The union representing most of the 11,500 Corrections employees points to the change as proof that state prisons need to hire more workers.
“There’s no debating IDOC’s rationale: The prisons are so desperately short of staff that they cannot afford to take employees off their posts for training,” said Anders Lindall, spokesman for the American Federation of State, County, and Municipal Employees.
Security staff members currently get five days of training: Three for review of department policies, one for first aid, and one for firearms training. The policy-review days will be condensed into one, making for more efficient use of employees’ time, Corrections spokesman Derek Schnapp said.
Schnapp said he didn’t know whether the current arrangement shorts staffing, but consolidating classroom days “would give you two more days of where they’re on a job post.”

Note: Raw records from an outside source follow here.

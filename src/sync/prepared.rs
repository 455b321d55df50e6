use std::mem;

use crate::error::{Error, Result};
use crate::params::Parameters;
use crate::protocol::connection::ConnectionProtocol;
use crate::protocol::data::Owner;
use crate::protocol::database::DatabaseProtocol;
use crate::share::{Sharing, Unsynchronized};
use crate::sync::conn::ProtocolCell;
use crate::sync::result_set::ResultSet;
use crate::value::Value;

/// Statement prepared on the server, executed with bound parameters
///
/// Parameter indexes start at 0. Every parameter must be set before an
/// execution; values stay bound across executions until
/// [`clear_parameters`](Self::clear_parameters).
pub struct PreparedStatement<P: DatabaseProtocol, S: Sharing = Unsynchronized> {
    protocol: ProtocolCell<P, S>,
    id: u64,
    statement: P::PreparedStatement,
    parameters: Parameters,
    batches: Vec<Parameters>,
    closed: bool,
}

impl<P: DatabaseProtocol, S: Sharing> PreparedStatement<P, S> {
    pub(crate) fn new(
        protocol: ProtocolCell<P, S>,
        id: u64,
        statement: P::PreparedStatement,
        parameters: Parameters,
    ) -> Self {
        Self {
            protocol,
            id,
            statement,
            parameters,
            batches: Vec::new(),
            closed: false,
        }
    }

    fn owner(&self) -> Owner {
        Owner::PreparedStatement(self.id)
    }

    fn check_open(&self) -> Result<()> {
        if self.closed {
            return Err(Error::PreparedStatementClosed);
        }
        Ok(())
    }

    fn parameters_mut(&mut self) -> Result<&mut Parameters> {
        self.check_open()?;
        Ok(&mut self.parameters)
    }

    pub fn is_closed(&self) -> bool {
        self.closed
    }

    /// Vendor handle of the statement
    pub fn statement(&self) -> &P::PreparedStatement {
        &self.statement
    }

    pub fn num_parameters(&self) -> usize {
        self.parameters.len()
    }

    /// Entries added with [`add_batch`](Self::add_batch) and not yet executed
    pub fn num_batches(&self) -> usize {
        self.batches.len()
    }

    pub fn set(&mut self, index: usize, value: Value) -> Result<()> {
        self.parameters_mut()?.set(index, value)
    }

    pub fn set_null(&mut self, index: usize) -> Result<()> {
        self.parameters_mut()?.set_null(index)
    }

    pub fn set_bool(&mut self, index: usize, value: bool) -> Result<()> {
        self.parameters_mut()?.set_bool(index, value)
    }

    pub fn set_byte(&mut self, index: usize, value: i8) -> Result<()> {
        self.parameters_mut()?.set_byte(index, value)
    }

    pub fn set_short(&mut self, index: usize, value: i16) -> Result<()> {
        self.parameters_mut()?.set_short(index, value)
    }

    pub fn set_int(&mut self, index: usize, value: i32) -> Result<()> {
        self.parameters_mut()?.set_int(index, value)
    }

    pub fn set_long(&mut self, index: usize, value: i64) -> Result<()> {
        self.parameters_mut()?.set_long(index, value)
    }

    pub fn set_float(&mut self, index: usize, value: f32) -> Result<()> {
        self.parameters_mut()?.set_float(index, value)
    }

    pub fn set_double(&mut self, index: usize, value: f64) -> Result<()> {
        self.parameters_mut()?.set_double(index, value)
    }

    #[cfg(feature = "with-rust-decimal")]
    pub fn set_decimal(&mut self, index: usize, value: rust_decimal::Decimal) -> Result<()> {
        self.parameters_mut()?.set_decimal(index, value)
    }

    pub fn set_string(&mut self, index: usize, value: &str) -> Result<()> {
        self.parameters_mut()?.set_string(index, value)
    }

    pub fn clear_parameters(&mut self) -> Result<()> {
        self.parameters_mut()?.clear();
        Ok(())
    }

    pub fn execute_query(&self) -> Result<ResultSet<P, S>> {
        self.check_open()?;
        let (id, cell) = S::with(&self.protocol, |p| {
            p.execute_prepared_query(self.owner(), &self.statement, &self.parameters)
        })?;
        Ok(ResultSet::new(self.protocol.clone(), id, cell))
    }

    pub fn execute_update(&self) -> Result<u32> {
        self.check_open()?;
        S::with(&self.protocol, |p| {
            p.execute_prepared_update(&self.statement, &self.parameters)
        })
    }

    /// Snapshot the current parameters as one batch entry
    pub fn add_batch(&mut self) -> Result<()> {
        self.check_open()?;
        let batch = S::with(&self.protocol, |p| {
            p.check_add_batches()?;
            p.allocate_parameters_copy(&self.parameters)
        })?;
        self.batches.push(batch);
        Ok(())
    }

    /// Run every added batch entry, returning one update count per entry
    ///
    /// The entries are consumed whether or not the server accepts them.
    pub fn execute_batches(&mut self) -> Result<Vec<i32>> {
        self.check_open()?;
        let batches = mem::take(&mut self.batches);
        S::with(&self.protocol, |p| {
            let counts = p.execute_batches(&self.statement, &batches);
            let freed = free_all(p, batches);
            let counts = counts?;
            freed?;
            Ok(counts)
        })
    }

    /// Close the statement on the server and return its containers to the pool
    pub fn close(&mut self) -> Result<()> {
        self.check_open()?;
        self.closed = true;
        let parameters = mem::replace(&mut self.parameters, Parameters::new(0));
        let batches = mem::take(&mut self.batches);
        S::with(&self.protocol, |p| {
            let result_sets = p.close_result_sets_of(self.owner());
            let closed = if p.is_closed() {
                Ok(())
            } else {
                p.close_prepared_statement(&self.statement)
            };
            let freed = p
                .free_parameters(parameters)
                .and(free_all(p, batches));
            result_sets.and(closed).and(freed)
        })
    }
}

fn free_all<P: DatabaseProtocol, S: Sharing>(
    protocol: &mut ConnectionProtocol<P, S>,
    batches: Vec<Parameters>,
) -> Result<()> {
    batches
        .into_iter()
        .try_for_each(|batch| protocol.free_parameters(batch))
}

The 16 hours cut from the classroom will be made up through existing routine assignments, including staff meetings, reading of new policies at shift-change roll calls, and with an emphasis on employees learning new tasks by working at unfamiliar posts.
Non-security staff also receive 40 hours of annual education, but do not take firearms training. They will supplement classroom time with other activities, Schnapp said.
AFSCME and some lawmakers have complained about prison understaffing for years. Gov. Rod Blagojevich has cut costs by not filling many vacated positions in agencies statewide for nearly five years.
Corrections’ payroll has declined 21 percent from its 14,600 employees when Blagojevich took office in January 2003.
At prisons with too few employees, “every other issue becomes magnified,” Lindall said, including officers’ interaction with inmates for discipline or during lockdowns or contraband searches. That makes training even more important.
“A wise manager sees staff training as an investment to be made, not a cost to be cut,” he said.
Lawmakers approved 500 new Corrections positions last spring in their budget proposal. But a Blagojevich veto cut hundreds of millions of dollars. That included $9 million from Corrections’ account for salaries, meaning staff cuts at 14 prisons, Lindall said.